In NOVA's program -- where companies had no role in choosing the students -- the internships that were offered were at the bottom of the employment ladder.

Most were in the $10-an-hour range, Butler said, for entry-level work such as staffing computer help desks, not jobs that directly applied software and networking skills the students had sought to master. Four of the 15 students took the internships, but NOVA does not know how many of the graduates have been hired in technology positions since the program ended in May.

Marlene Zacharias left the NOVA program before completing it, returning to the secretarial position she had held before. "If you already have a $9 job, why leave for $9.50?" she said.

Not many mid-career employees would be willing or able to go back to the starting line in a new technology occupation at beginning wages, Judge said.

Butler says there was a misunderstanding about the internships, part of an inevitable learning process in a new program.
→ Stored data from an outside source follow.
//! Binarizer
//!
//! Turns a grayscale volume into a 0/255 mask, one z-slice per rayon task.

use rayon::prelude::*;

use crate::volume::Volume;

/// Foreground value of a binary volume
pub const FOREGROUND: u8 = 255;

/// Background value of a binary volume
pub const BACKGROUND: u8 = 0;

/// `255` where `value >= threshold`, `0` elsewhere
pub fn binarize(volume: &Volume<u8>, threshold: i32) -> Volume<u8> {
    let mut binary = volume.clone();
    let plane = volume.extent().plane_len().max(1);

    binary
        .as_mut_slice()
        .par_chunks_mut(plane)
        .for_each(|slice| {
            for v in slice.iter_mut() {
                *v = if i32::from(*v) >= threshold {
                    FOREGROUND
                } else {
                    BACKGROUND
                };
            }
        });

    binary
}

// ============================================================
// Tests
// ============================================================
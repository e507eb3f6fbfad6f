//! Bounding-box extractor
//!
//! One pass over the label volume computing the tight, closed box of every
//! retained label. Slices are accumulated in parallel and the partial boxes
//! are combined with a componentwise min/max, so the result does not depend
//! on scan order.

use rayon::prelude::*;

use crate::volume::LabelVolume;

use super::types::{AutocropError, BoxSet, CropBox, Result};

/// Marks a label that is not retained in the dense slot lookup
const NOT_RETAINED: u32 = u32::MAX;

/// Bounding boxes of the labels in `retained`
///
/// Every label of `retained` must own at least one voxel; a label left with
/// its empty seed box is reported as [`AutocropError::GeometryInconsistency`].
pub fn compute_boxes(labels: &LabelVolume, retained: &BoxSet) -> Result<BoxSet> {
    let mut result = retained.clone();
    if retained.is_empty() {
        return Ok(result);
    }

    // label -> slot lookup, dense over the retained label range
    let max_label = retained.labels().last().copied().unwrap_or(0) as usize;
    let mut slot_of = vec![NOT_RETAINED; max_label + 1];
    for (slot, &label) in retained.labels().iter().enumerate() {
        slot_of[label as usize] = slot as u32;
    }

    let extent = labels.extent();
    let slot_count = retained.len();
    let empty = || vec![CropBox::EMPTY; slot_count];

    let accumulated = labels
        .as_slice()
        .par_chunks(extent.plane_len().max(1))
        .enumerate()
        .fold(empty, |mut boxes, (z, slice)| {
            for (idx, &label) in slice.iter().enumerate() {
                let label = label as usize;
                if label == 0 || label > max_label {
                    continue;
                }
                let slot = slot_of[label];
                if slot == NOT_RETAINED {
                    continue;
                }
                let x = (idx % extent.width) as i32;
                let y = (idx / extent.width) as i32;
                boxes[slot as usize].include(x, y, z as i32);
            }
            boxes
        })
        .reduce(empty, |a, b| {
            a.iter().zip(b.iter()).map(|(p, q)| p.union(q)).collect()
        });

    for (target, found) in result.boxes_mut().iter_mut().zip(accumulated) {
        *target = target.union(&found);
    }

    if let Some((label, _)) = result.iter().find(|(_, b)| b.is_empty()) {
        return Err(AutocropError::GeometryInconsistency { label });
    }

    Ok(result)
}

// ============================================================
// Tests
// ============================================================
NOVA is confident it has fixed such problems and plans to expand the program this fall, he said.

"We view [the internships] as education -- something to improve their skills. The students viewed these as jobs," he said.
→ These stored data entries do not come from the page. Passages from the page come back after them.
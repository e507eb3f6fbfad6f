//! Crop extractor
//!
//! Writes one sub-volume per (final box, channel) and collects one metadata
//! record per written crop. A failed write is logged and recorded, and the
//! remaining crops are still attempted.

use std::path::{Path, PathBuf};

use crate::volume::{Calibration, ImageStack, VolumeSink};

use super::types::{AutocropError, BoxSet, CropBox, Result};

/// Sub-directory of the output folder holding the crops
pub const NUCLEI_DIR: &str = "nuclei";

// ============================================================
// Types
// ============================================================

/// One written crop
#[derive(Debug, Clone, PartialEq, Eq)]
pub struct CropRecord {
    pub file_name: PathBuf,
    pub channel: usize,
    pub crop_id: u32,
    pub x_start: i32,
    pub y_start: i32,
    pub z_start: i32,
    pub width: i64,
    pub height: i64,
    pub depth: i64,
}

impl CropRecord {
    fn new(file_name: PathBuf, channel: usize, crop_id: u32, b: &CropBox) -> Self {
        Self {
            file_name,
            channel,
            crop_id,
            x_start: b.x_min,
            y_start: b.y_min,
            z_start: b.z_min,
            width: b.width(),
            height: b.height(),
            depth: b.depth(),
        }
    }

    /// Box described by this record, [`CropBox::EMPTY`] when an end does
    /// not fit in `i32`
    pub fn crop_box(&self) -> CropBox {
        let end = |start: i32, len: i64| i32::try_from(i64::from(start) + len).ok();
        match (
            end(self.x_start, self.width),
            end(self.y_start, self.height),
            end(self.z_start, self.depth),
        ) {
            (Some(x_end), Some(y_end), Some(z_end)) => CropBox::new(
                self.x_start,
                x_end,
                self.y_start,
                y_end,
                self.z_start,
                z_end,
            ),
            _ => CropBox::EMPTY,
        }
    }
}

/// A crop that could not be produced
#[derive(Debug, Clone, PartialEq, Eq)]
pub struct CropFailure {
    pub path: PathBuf,
    pub channel: usize,
    pub crop_id: u32,
    pub reason: String,
}

/// Outcome of extracting every crop of one image
#[derive(Debug, Clone, Default)]
pub struct CropReport {
    pub records: Vec<CropRecord>,
    pub failures: Vec<CropFailure>,
}

impl CropReport {
    pub fn written(&self) -> usize {
        self.records.len()
    }

    pub fn has_failures(&self) -> bool {
        !self.failures.is_empty()
    }

    pub fn push(&mut self, outcome: std::result::Result<CropRecord, CropFailure>) {
        match outcome {
            Ok(record) => self.records.push(record),
            Err(failure) => self.failures.push(failure),
        }
    }
}

// ============================================================
// Crop Extractor
// ============================================================

/// Materializes crops through a [`VolumeSink`]
pub struct CropExtractor<'a> {
    sink: &'a dyn VolumeSink,
    output_dir: PathBuf,
    prefix: String,
}

impl<'a> CropExtractor<'a> {
    /// Crops go to `<output_dir>/nuclei/<prefix>_<id>_C<channel>.tif`
    pub fn new(sink: &'a dyn VolumeSink, output_dir: &Path, prefix: &str) -> Self {
        Self::in_dir(sink, &output_dir.join(NUCLEI_DIR), prefix)
    }

    /// Crops go straight into `dir`
    pub fn in_dir(sink: &'a dyn VolumeSink, dir: &Path, prefix: &str) -> Self {
        Self {
            sink,
            output_dir: dir.to_path_buf(),
            prefix: prefix.to_string(),
        }
    }

    pub fn crop_path(&self, crop_id: u32, channel: usize) -> PathBuf {
        self.output_dir
            .join(format!("{}_{}_C{}.tif", self.prefix, crop_id, channel))
    }

    /// Crop every channel of `stack` with every box, channel-major
    pub fn extract(
        &self,
        stack: &ImageStack,
        boxes: &BoxSet,
        calibration: Calibration,
    ) -> Result<CropReport> {
        let mut report = CropReport::default();
        if boxes.is_empty() {
            return Ok(report);
        }

        std::fs::create_dir_all(&self.output_dir).map_err(AutocropError::IoError)?;

        for channel in 0..stack.channel_count() {
            for (crop_id, crop_box) in boxes.iter() {
                report.push(self.extract_one(stack, channel, crop_id, crop_box, calibration));
            }
        }

        Ok(report)
    }

    /// Crop one box out of one channel
    ///
    /// The output directory must exist.
    pub fn extract_one(
        &self,
        stack: &ImageStack,
        channel: usize,
        crop_id: u32,
        crop_box: &CropBox,
        calibration: Calibration,
    ) -> std::result::Result<CropRecord, CropFailure> {
        let path = self.crop_path(crop_id, channel);

        let written = stack
            .channel(channel)
            .ok_or_else(|| {
                format!(
                    "channel {} out of range ({} channels)",
                    channel,
                    stack.channel_count()
                )
            })
            .and_then(|volume| {
                crop_box
                    .to_region()
                    .ok_or_else(|| format!("box {} has no valid region", crop_box))
                    .and_then(|region| volume.crop(&region).map_err(|e| e.to_string()))
            })
            .and_then(|cropped| {
                self.sink
                    .write(&cropped, stack.bit_depth, Some(calibration), &path)
                    .map_err(|e| e.to_string())
            });

        match written {
            Ok(()) => Ok(CropRecord::new(path, channel, crop_id, crop_box)),
            Err(reason) => {
                tracing::warn!(
                    prefix = %self.prefix,
                    crop_id,
                    channel,
                    %reason,
                    "failed to write crop"
                );
                Err(CropFailure {
                    path,
                    channel,
                    crop_id,
                    reason,
                })
            }
        }
    }
}

// ============================================================
// Tests
// ============================================================

#[cfg(test)]
mod tests {
    use super::*;
    use crate::volume::{Extent, Volume, VolumeError};
    use std::sync::Mutex;
    use tempfile::tempdir;

    /// Remembers what it was asked to write; fails for crop ids in `fail_on`
    #[derive(Default)]
    struct RecordingSink {
        written: Mutex<Vec<(PathBuf, Extent, Option<Calibration>)>>,
        fail_on: Vec<String>,
    }

    impl VolumeSink for RecordingSink {
        fn write(
            &self,
            volume: &Volume<u16>,
            _bit_depth: u8,
            calibration: Option<Calibration>,
            path: &Path,
        ) -> crate::volume::Result<()> {
            let name = path.file_name().unwrap().to_string_lossy().to_string();
            if self.fail_on.iter().any(|f| name.contains(f.as_str())) {
                return Err(VolumeError::IoError(std::io::Error::new(
                    std::io::ErrorKind::PermissionDenied,
                    "read-only",
                )));
            }
            self.written
                .lock()
                .unwrap()
                .push((path.to_path_buf(), volume.extent(), calibration));
            Ok(())
        }
    }

    fn two_channel_stack() -> ImageStack {
        let a = Volume::filled(Extent::new(10, 10, 10), 100u16);
        let b = Volume::filled(Extent::new(10, 10, 10), 7u16);
        ImageStack::new(vec![a, b], 16).unwrap()
    }

    fn boxes() -> BoxSet {
        let mut set = BoxSet::new();
        set.insert(2, CropBox::new(1, 4, 1, 5, 1, 3));
        set.insert(5, CropBox::new(5, 9, 5, 9, 5, 9));
        set
    }

    #[test]
    fn test_crop_path_layout() {
        let sink = RecordingSink::default();
        let extractor = CropExtractor::new(&sink, Path::new("/out"), "img");
        assert_eq!(
            extractor.crop_path(3, 1),
            PathBuf::from("/out/nuclei/img_3_C1.tif")
        );
    }

    #[test]
    fn test_extract_every_box_every_channel() {
        let dir = tempdir().unwrap();
        let sink = RecordingSink::default();
        let extractor = CropExtractor::new(&sink, dir.path(), "img");
        let cal = Calibration::new(0.1, 0.1, 0.2);

        let report = extractor
            .extract(&two_channel_stack(), &boxes(), cal)
            .unwrap();

        assert_eq!(report.written(), 4);
        assert!(!report.has_failures());
        let order: Vec<(usize, u32)> = report
            .records
            .iter()
            .map(|r| (r.channel, r.crop_id))
            .collect();
        assert_eq!(order, vec![(0, 2), (0, 5), (1, 2), (1, 5)]);

        let first = &report.records[0];
        assert_eq!((first.width, first.height, first.depth), (3, 4, 2));
        assert_eq!(first.crop_box(), CropBox::new(1, 4, 1, 5, 1, 3));

        let written = sink.written.lock().unwrap();
        assert_eq!(written[0].1, Extent::new(3, 4, 2));
        assert!(written.iter().all(|w| w.2 == Some(cal)));
        assert!(dir.path().join(NUCLEI_DIR).is_dir());
    }

    #[test]
    fn test_failed_write_does_not_stop_others() {
        let dir = tempdir().unwrap();
        let sink = RecordingSink {
            fail_on: vec!["img_2_C0".to_string()],
            ..Default::default()
        };
        let extractor = CropExtractor::new(&sink, dir.path(), "img");

        let report = extractor
            .extract(&two_channel_stack(), &boxes(), Calibration::default())
            .unwrap();

        assert_eq!(report.written(), 3);
        assert_eq!(report.failures.len(), 1);
        assert_eq!(report.failures[0].crop_id, 2);
        assert_eq!(report.failures[0].channel, 0);
    }

    #[test]
    fn test_box_outside_volume_is_failure() {
        let dir = tempdir().unwrap();
        let sink = RecordingSink::default();
        let extractor = CropExtractor::new(&sink, dir.path(), "img");
        let mut set = BoxSet::new();
        set.insert(1, CropBox::new(8, 12, 0, 2, 0, 2));

        let report = extractor
            .extract(&two_channel_stack(), &set, Calibration::default())
            .unwrap();
        assert_eq!(report.written(), 0);
        assert_eq!(report.failures.len(), 2);
    }

    #[test]
    fn test_record_with_overflowing_end_has_no_region() {
        let record = CropRecord {
            file_name: PathBuf::from("img_1_C0.tif"),
            channel: 0,
            crop_id: 1,
            x_start: 2_147_483_600,
            y_start: 0,
            z_start: 0,
            width: 100,
            height: 1,
            depth: 1,
        };
        let crop_box = record.crop_box();
        assert!(crop_box.to_region().is_none());

        let dir = tempdir().unwrap();
        let sink = RecordingSink::default();
        let extractor = CropExtractor::in_dir(&sink, dir.path(), "img");
        let result = extractor.extract_one(
            &two_channel_stack(),
            0,
            1,
            &crop_box,
            Calibration::default(),
        );
        assert!(result.is_err());
        assert!(sink.written.lock().unwrap().is_empty());
    }

    #[test]
    fn test_missing_channel_is_failure() {
        let dir = tempdir().unwrap();
        let sink = RecordingSink::default();
        let extractor = CropExtractor::in_dir(&sink, dir.path(), "img");
        let result = extractor.extract_one(
            &two_channel_stack(),
            4,
            1,
            &CropBox::new(1, 3, 1, 3, 1, 3),
            Calibration::default(),
        );
        let failure = result.unwrap_err();
        assert_eq!(failure.channel, 4);
        assert_eq!(failure.path, dir.path().join("img_1_C4.tif"));
    }

    #[test]
    fn test_no_boxes_no_directory() {
        let dir = tempdir().unwrap();
        let sink = RecordingSink::default();
        let extractor = CropExtractor::new(&sink, dir.path(), "img");
        let report = extractor
            .extract(&two_channel_stack(), &BoxSet::new(), Calibration::default())
            .unwrap();
        assert_eq!(report.written(), 0);
        assert!(!dir.path().join(NUCLEI_DIR).exists());
    }
}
"Some of the expectations [among students] were that they'd be taking high-paying jobs in information technology and they thought the internships should be there. There was a misunderstanding. . . . Partly it was what they wanted it to be," Butler said.

Zacharias, Weisshaar and Judge say the promise of high-level internships was explicit and was what made them choose the program in the first place.

When demand for tech workers is so high, it's common for training providers to oversell opportunities and for students to take on unrealistic expectations, experts say. "There's clearly some over-selling going on," says William Aspray, executive director of the Computing Research Association in Washington, speaking generally, not about the NOVA program in particular. SAIC's Daniels says it's particularly important for unconventional technology recruits not to let expectations run away from reality. "Yes, it's hard for mature workers. The only answer is, if people believe they're in a dead-end job, they're going to have to take a limited pay cut for two or three years" to get restarted in a technology position, he said. "It's one of the most difficult problems we face."

And yet, despite its start-up problems, the NOVA program worked for some of the graduates.

Diane Artemis felt she was stalled in a managerial position with a trade association after a decade and wanted to make the switch into technology. She left her job and went through more than $30,000 in savings while she took the NOVA course.

She, too, was angered when the higher-paying technology internships didn't materialize. "I still think it's a shame I didn't get hands-on experience in a skill that's in demand -- networking, Web page design -- jobs that would have a definite future and learning curve," she said.

But by passing the accelerated NOVA course, she received an associate's degree in information technology, and that made a difference.

"Just having those skills on my resume, and the degree, made the phone ring," she said. She recently accepted a position as a senior business process engineer with a government contractor, working on a project reorganizing a federal agency's operations. Her salary is in the mid-$60,000s, with considerable upside potential, she said.

Weisshaar, 27, who holds a bachelor's degree in psychology, had worked at various jobs, from legal intern to a waiter in a pizza restaurant, while paying down his student loans. The NOVA program didn't lead directly to a technology job. But through a friend, he got an interview with UUNet, MCI WorldCom Inc.'s Internet division. The associate's degree helped him get an entry-level job as a help-desk technician earning about $31,000 a year, he said.

"It's a new field. I still have a sense that I'm more suited to things in the liberal arts and social sciences. But right now, this is where the money is. I've been able to pay some bills, and I'll give it a shot. It's certainly better than waiting tables."

CAPTION: Like other students, Diane Artemis was angered by the disappearance of internships, but she says the NOVA course did help her into a better career.